Almost every classic jazz album contains at least one jazz ballad, where the artist can showcase a more expressive or sentimental side to their playing, perhaps in contrast to the rest of the set.

Historically, these have often been romantic ‘torch songs’ drawn from the Great American Songbook – songs that were originally written as show tunes or pop songs in the 1920s or ’30s, but have now become jazz standards.

Although not always, of course: some were written as original instrumental jazz compositions, as we’ll see.

There are hundreds of great jazz ballads about there, and even more versions of these.

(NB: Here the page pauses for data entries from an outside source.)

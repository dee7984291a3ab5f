//! Latin hypercube parameter generator.

use parking_lot::Mutex;

use super::{ParameterGenerator, draw_weights};
use crate::error::Result;
use crate::parameter_set::{ChannelParameters, ParameterSet};
use crate::range::{ParameterRange, ScalarRange};
use crate::rng_util;
use crate::types::Scale;

/// Stratified sampling: every scalar axis is cut into `count` equal strata
/// (in log space for log scales), one value is drawn inside each stratum and
/// the strata are shuffled independently per axis before pairing.
///
/// Integer axes are stratified over `[min, max + 1)` and floored. Distance
/// functions are spread evenly over the batch. Channel weights keep the
/// stratification on the first channel only; the following channels are
/// drawn within what is left of the unit sum and the last channel takes the
/// remainder. Weight vectors are shuffled as a whole, so every vector still
/// sums to 1 after pairing.
pub struct LatinHypercubeGenerator {
    rng: Mutex<fastrand::Rng>,
}

impl LatinHypercubeGenerator {
    /// Registry name.
    pub const NAME: &'static str = "Latin Hypercube";

    /// Creates a new generator with a default random seed.
    #[must_use]
    pub fn new() -> Self {
        Self {
            rng: Mutex::new(fastrand::Rng::new()),
        }
    }

    /// Creates a new generator with a fixed seed for reproducibility.
    #[must_use]
    pub fn with_seed(seed: u64) -> Self {
        Self {
            rng: Mutex::new(fastrand::Rng::with_seed(seed)),
        }
    }
}

impl Default for LatinHypercubeGenerator {
    fn default() -> Self {
        Self::new()
    }
}

/// Draw one value inside stratum `i` of `count`.
#[allow(clippy::cast_precision_loss)]
fn stratum_value(
    rng: &mut fastrand::Rng,
    min: f64,
    max: f64,
    scale: Scale,
    i: usize,
    count: usize,
) -> f64 {
    let (lo, hi) = match scale {
        Scale::Linear => (min, max),
        Scale::Log => (min.ln(), max.ln()),
    };
    let width = (hi - lo) / count as f64;
    let from = lo + width * i as f64;
    let value = rng_util::f64_range(rng, from, from + width);
    match scale {
        Scale::Linear => value.clamp(min, max),
        Scale::Log => rng_util::strictly_inside(value.exp(), min, max),
    }
}

fn stratified_f64(rng: &mut fastrand::Rng, range: &ScalarRange<f64>, count: usize) -> Vec<f64> {
    let mut values: Vec<f64> = (0..count)
        .map(|i| stratum_value(rng, range.min, range.max, range.scale, i, count))
        .collect();
    rng.shuffle(&mut values);
    values
}

fn stratified_u32(rng: &mut fastrand::Rng, range: &ScalarRange<u32>, count: usize) -> Vec<u32> {
    let (min, upper) = (f64::from(range.min), f64::from(range.max) + 1.0);
    let mut values: Vec<u32> = (0..count)
        .map(|i| {
            let value = stratum_value(rng, min, upper, range.scale, i, count);
            rng_util::floor_u32(value, range.min, range.max)
        })
        .collect();
    rng.shuffle(&mut values);
    values
}

fn stratified_index(rng: &mut fastrand::Rng, choices: usize, count: usize) -> Vec<usize> {
    let mut values: Vec<usize> = (0..count).map(|i| i * choices / count).collect();
    rng.shuffle(&mut values);
    values
}

impl ParameterGenerator for LatinHypercubeGenerator {
    fn name(&self) -> &str {
        Self::NAME
    }

    fn generate(&self, range: &ParameterRange, count: usize) -> Result<Vec<ParameterSet>> {
        range.validate()?;
        if count == 0 {
            return Ok(Vec::new());
        }
        let mut rng = self.rng.lock();

        let beta = stratified_f64(&mut rng, &range.beta, count);
        let gamma = stratified_f64(&mut rng, &range.gamma, count);
        let max_iterations = stratified_u32(&mut rng, &range.max_iterations, count);
        let svm_c = stratified_f64(&mut rng, &range.svm_c, count);
        let svm_gamma = stratified_f64(&mut rng, &range.svm_gamma, count);
        let svm_channels = stratified_u32(&mut rng, &range.svm_channels, count);

        let distance_indices: Vec<Vec<usize>> = range
            .channels
            .iter()
            .map(|c| stratified_index(&mut rng, c.distance_functions.len(), count))
            .collect();
        let reduced_dims: Vec<Vec<u32>> = range
            .channels
            .iter()
            .map(|c| stratified_u32(&mut rng, &c.reduced_dim, count))
            .collect();

        let mut weights = Vec::with_capacity(count);
        for i in 0..count {
            let vector = draw_weights(range, &mut rng, |rng, channel, sum| {
                let bounds = &range.channels[channel].weight;
                if channel == 0 {
                    return Some(stratum_value(rng, bounds.min, bounds.max, bounds.scale, i, count));
                }
                let upper = bounds.max.min(1.0 - sum);
                (upper >= bounds.min)
                    .then(|| rng_util::scaled_f64(rng, bounds.min, upper, bounds.scale))
            })?;
            weights.push(vector);
        }
        rng.shuffle(&mut weights);

        let sets: Vec<ParameterSet> = weights
            .into_iter()
            .enumerate()
            .map(|(i, vector)| ParameterSet {
                id: i as u64,
                beta: beta[i],
                gamma: gamma[i],
                max_iterations: max_iterations[i],
                svm_c: svm_c[i],
                svm_gamma: svm_gamma[i],
                svm_channels: svm_channels[i],
                channels: vector
                    .into_iter()
                    .enumerate()
                    .map(|(c, weight)| ChannelParameters {
                        weight,
                        distance_index: distance_indices[c][i],
                        reduced_dim: reduced_dims[c][i],
                    })
                    .collect(),
            })
            .collect();

        trace_debug!(count = sets.len(), "latin hypercube parameter sets generated");
        Ok(sets)
    }
}

#[cfg(test)]
mod tests {
    use super::*;
    use crate::distance::DistanceFunction;
    use crate::range::{ChannelRange, ObservedBounds};

    fn range() -> ParameterRange {
        ParameterRange {
            beta: ScalarRange::new(0.0, 10.0),
            gamma: ScalarRange::log(0.01, 100.0),
            max_iterations: ScalarRange::new(1, 10),
            svm_c: ScalarRange::new(1.0, 1.0),
            svm_gamma: ScalarRange::new(0.5, 1.5),
            svm_channels: ScalarRange::new(1, 1),
            channels: vec![
                ChannelRange::new(
                    ScalarRange::new(0.0, 1.0),
                    ScalarRange::new(1, 4),
                    vec![DistanceFunction::L1, DistanceFunction::L2],
                ),
                ChannelRange::new(
                    ScalarRange::new(0.0, 1.0),
                    ScalarRange::new(1, 1),
                    vec![DistanceFunction::L1],
                ),
            ],
            observed: ObservedBounds::default(),
        }
    }

    #[test]
    fn one_value_per_stratum() {
        let sets = LatinHypercubeGenerator::with_seed(1).generate(&range(), 10).unwrap();
        let mut strata: Vec<usize> = sets.iter().map(|s| s.beta.floor() as usize).collect();
        strata.sort_unstable();
        assert_eq!(strata, (0..10).collect::<Vec<_>>());

        let mut decades: Vec<i32> = sets
            .iter()
            .map(|s| (s.gamma.log10() * 2.5).floor() as i32)
            .collect();
        decades.sort_unstable();
        assert_eq!(decades, (-5..5).collect::<Vec<_>>());
    }

    #[test]
    fn integers_cover_every_value() {
        let sets = LatinHypercubeGenerator::with_seed(2).generate(&range(), 10).unwrap();
        let mut iterations: Vec<u32> = sets.iter().map(|s| s.max_iterations).collect();
        iterations.sort_unstable();
        assert_eq!(iterations, (1..=10).collect::<Vec<_>>());
    }

    #[test]
    fn distance_functions_spread_evenly() {
        let sets = LatinHypercubeGenerator::with_seed(3).generate(&range(), 10).unwrap();
        let l2 = sets.iter().filter(|s| s.channels[0].distance_index == 1).count();
        assert_eq!(l2, 5);
    }

    #[test]
    fn weight_vectors_sum_to_one() {
        let sets = LatinHypercubeGenerator::with_seed(4).generate(&range(), 50).unwrap();
        for set in &sets {
            assert!((set.weight_sum() - 1.0).abs() < 1e-9);
        }
        let mut first: Vec<usize> = sets
            .iter()
            .map(|s| (s.channels[0].weight * 50.0).floor() as usize)
            .collect();
        first.sort_unstable();
        assert_eq!(first, (0..50).collect::<Vec<_>>());
    }
}
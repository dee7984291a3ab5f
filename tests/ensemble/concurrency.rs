use seg_ensemble::prelude::*;

use crate::common;

#[tokio::test]
async fn test_single_slot_accepts_in_parameter_set_order() {
    let store = MemoryStore::new();
    let sampler = EnsembleSampler::builder(common::image(), common::seeds(), common::range())
        .generator(RandomGenerator::with_seed(2))
        .sample_count(6)
        .store(store.clone())
        .build()
        .unwrap();

    let report = sampler.run().await.unwrap();

    assert_eq!(report.state, SamplerState::Completed);
    let ids: Vec<u64> = report.results.ids().collect();
    assert_eq!(ids, (0..6).collect::<Vec<_>>());
    assert_eq!(store.appended(), ids);
    assert_eq!(sampler.peak_in_flight(), 1);
    assert_eq!(sampler.in_flight(), 0);
}

#[tokio::test(flavor = "multi_thread", worker_threads = 4)]
async fn test_in_flight_pipelines_never_exceed_the_limit() {
    let sampler = EnsembleSampler::builder(common::image(), common::seeds(), common::range())
        .generator(LatinHypercubeGenerator::with_seed(8))
        .sample_count(9)
        .concurrency(2)
        .build()
        .unwrap();

    let report = sampler.run().await.unwrap();

    assert_eq!(report.state, SamplerState::Completed);
    assert!(sampler.peak_in_flight() <= 2);
    assert!(sampler.peak_in_flight() >= 1);
    assert_eq!(sampler.in_flight(), 0);

    let mut ids: Vec<u64> = report.results.ids().collect();
    ids.sort_unstable();
    assert_eq!(ids, (0..9).collect::<Vec<_>>());
}

#[tokio::test]
async fn test_zero_concurrency_is_rejected() {
    let err = EnsembleSampler::builder(common::image(), common::seeds(), common::range())
        .concurrency(0)
        .build()
        .err()
        .unwrap();
    assert!(matches!(err, Error::InvalidConfig(_)));
}
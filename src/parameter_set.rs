use core::fmt::Write as _;
use core::str::FromStr;

#[cfg(feature = "serde")]
use serde::{Deserialize, Serialize};

use crate::error::{Error, Result};
use crate::range::ParameterRange;

/// Sampled values of one channel block.
#[derive(Clone, Copy, Debug, PartialEq)]
#[cfg_attr(feature = "serde", derive(Serialize, Deserialize))]
pub struct ChannelParameters {
    /// Weight of the channel in the solver's edge-weight combination.
    pub weight: f64,
    /// Index into the channel's declared distance functions.
    pub distance_index: usize,
    /// Number of principal components kept.
    pub reduced_dim: u32,
}

/// One concrete assignment of every input parameter.
///
/// IDs are assigned by the generator, consecutively from 0 within a batch.
#[derive(Clone, Debug, PartialEq)]
#[cfg_attr(feature = "serde", derive(Serialize, Deserialize))]
pub struct ParameterSet {
    /// Identifier, unique within a run.
    pub id: u64,
    /// Edge-weight sensitivity of the diffusion solver.
    pub beta: f64,
    /// Weight of the prior probabilities in the diffusion solver.
    pub gamma: f64,
    /// Iteration cap of the diffusion solver.
    pub max_iterations: u32,
    /// SVM regularisation constant.
    pub svm_c: f64,
    /// SVM RBF kernel width.
    pub svm_gamma: f64,
    /// Number of image components the SVM uses.
    pub svm_channels: u32,
    /// Per-channel values, in channel order.
    pub channels: Vec<ChannelParameters>,
}

const GLOBAL_FIELDS: usize = 7;
const CHANNEL_FIELDS: usize = 3;

impl ParameterSet {
    /// Sum of all channel weights.
    #[must_use]
    pub fn weight_sum(&self) -> f64 {
        self.channels.iter().map(|c| c.weight).sum()
    }

    /// Render the single-line descriptor:
    /// `id beta gamma maxIterations svmC svmGamma svmChannels`, then
    /// `reducedDim weight distance` per channel.
    ///
    /// Floats use Rust's shortest round-trip formatting, so parsing the
    /// descriptor back yields bit-identical values.
    ///
    /// # Errors
    ///
    /// Returns `Error::Descriptor` if the set does not fit `range` (channel
    /// count or distance index).
    pub fn to_descriptor(&self, range: &ParameterRange) -> Result<String> {
        if self.channels.len() != range.channel_count() {
            return Err(Error::Descriptor(format!(
                "parameter set {} has {} channels, range declares {}",
                self.id,
                self.channels.len(),
                range.channel_count()
            )));
        }
        let mut line = format!(
            "{} {} {} {} {} {} {}",
            self.id,
            self.beta,
            self.gamma,
            self.max_iterations,
            self.svm_c,
            self.svm_gamma,
            self.svm_channels
        );
        for (i, channel) in self.channels.iter().enumerate() {
            let function = range
                .distance_function(i, channel.distance_index)
                .ok_or_else(|| {
                    Error::Descriptor(format!(
                        "channel {i}: distance index {} out of range",
                        channel.distance_index
                    ))
                })?;
            write!(line, " {} {} {}", channel.reduced_dim, channel.weight, function)
                .map_err(|e| Error::Descriptor(e.to_string()))?;
        }
        Ok(line)
    }

    /// Parse a descriptor produced by [`to_descriptor`](Self::to_descriptor).
    ///
    /// # Errors
    ///
    /// Returns `Error::Descriptor` for a wrong field count, malformed numbers or
    /// a distance function the channel does not declare.
    pub fn from_descriptor(line: &str, range: &ParameterRange) -> Result<Self> {
        let tokens: Vec<&str> = line.split_whitespace().collect();
        let expected = GLOBAL_FIELDS + CHANNEL_FIELDS * range.channel_count();
        if tokens.len() != expected {
            return Err(Error::Descriptor(format!(
                "expected {expected} fields, found {}",
                tokens.len()
            )));
        }

        let mut channels = Vec::with_capacity(range.channel_count());
        for (i, chunk) in tokens[GLOBAL_FIELDS..].chunks(CHANNEL_FIELDS).enumerate() {
            let declared = &range.channels[i].distance_functions;
            let distance_index = declared
                .iter()
                .position(|f| f.short_name() == chunk[2])
                .ok_or_else(|| {
                    Error::Descriptor(format!(
                        "channel {i} does not declare distance function '{}'",
                        chunk[2]
                    ))
                })?;
            channels.push(ChannelParameters {
                reduced_dim: field(chunk[0], "reduced dimension")?,
                weight: field(chunk[1], "weight")?,
                distance_index,
            });
        }

        Ok(Self {
            id: field(tokens[0], "id")?,
            beta: field(tokens[1], "beta")?,
            gamma: field(tokens[2], "gamma")?,
            max_iterations: field(tokens[3], "max iterations")?,
            svm_c: field(tokens[4], "svm c")?,
            svm_gamma: field(tokens[5], "svm gamma")?,
            svm_channels: field(tokens[6], "svm channels")?,
            channels,
        })
    }
}

fn field<T: FromStr>(token: &str, what: &str) -> Result<T> {
    token
        .parse()
        .map_err(|_| Error::Descriptor(format!("malformed {what} '{token}'")))
}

But in this article, we wanted to highlight 10 of the best-loved ballads in the history of jazz.

For each one, we’ve suggested a classic version, as well as a more modern rendition, to check out…

jazz ballads
  1. Lush Life

    Lush Life was written by Billy Strayhorn between 1933 and 1936: Strayhorn was, remarkably, still a teenager when he began its composition.

    Its sophisticated lyrics, also by Strayhorn, are a weary lament on failed romance and tiresome nightlife, while its harmony moves through various key centres and contains multiple chromatic shifts.

    Best known for his long collaboration with Duke Ellington, Strayhorn also composed ‘Take the ‘A’ Train’, ‘Chelsea Bridge’ and many others.

    Classic version of Lush Life: Billy Strayhorn – The Peaceful Side

    One of Strayhorn’s few ventures away from Duke Ellington and his Orchestra, this is not a famous record, but it is gratifying to hear the composer’s own interpretation of this fascinating jazz ballad.

    His solo piano is accompanied only by the interjections of a vocal choir in a slightly eccentric arrangement, and it is interesting to note that both melody and harmony differ slightly in comparison to better-known recordings.

    More famous versions include the two by John Coltrane: it appears on the album Lush Life and on his recording with vocalist Johnny Hartman.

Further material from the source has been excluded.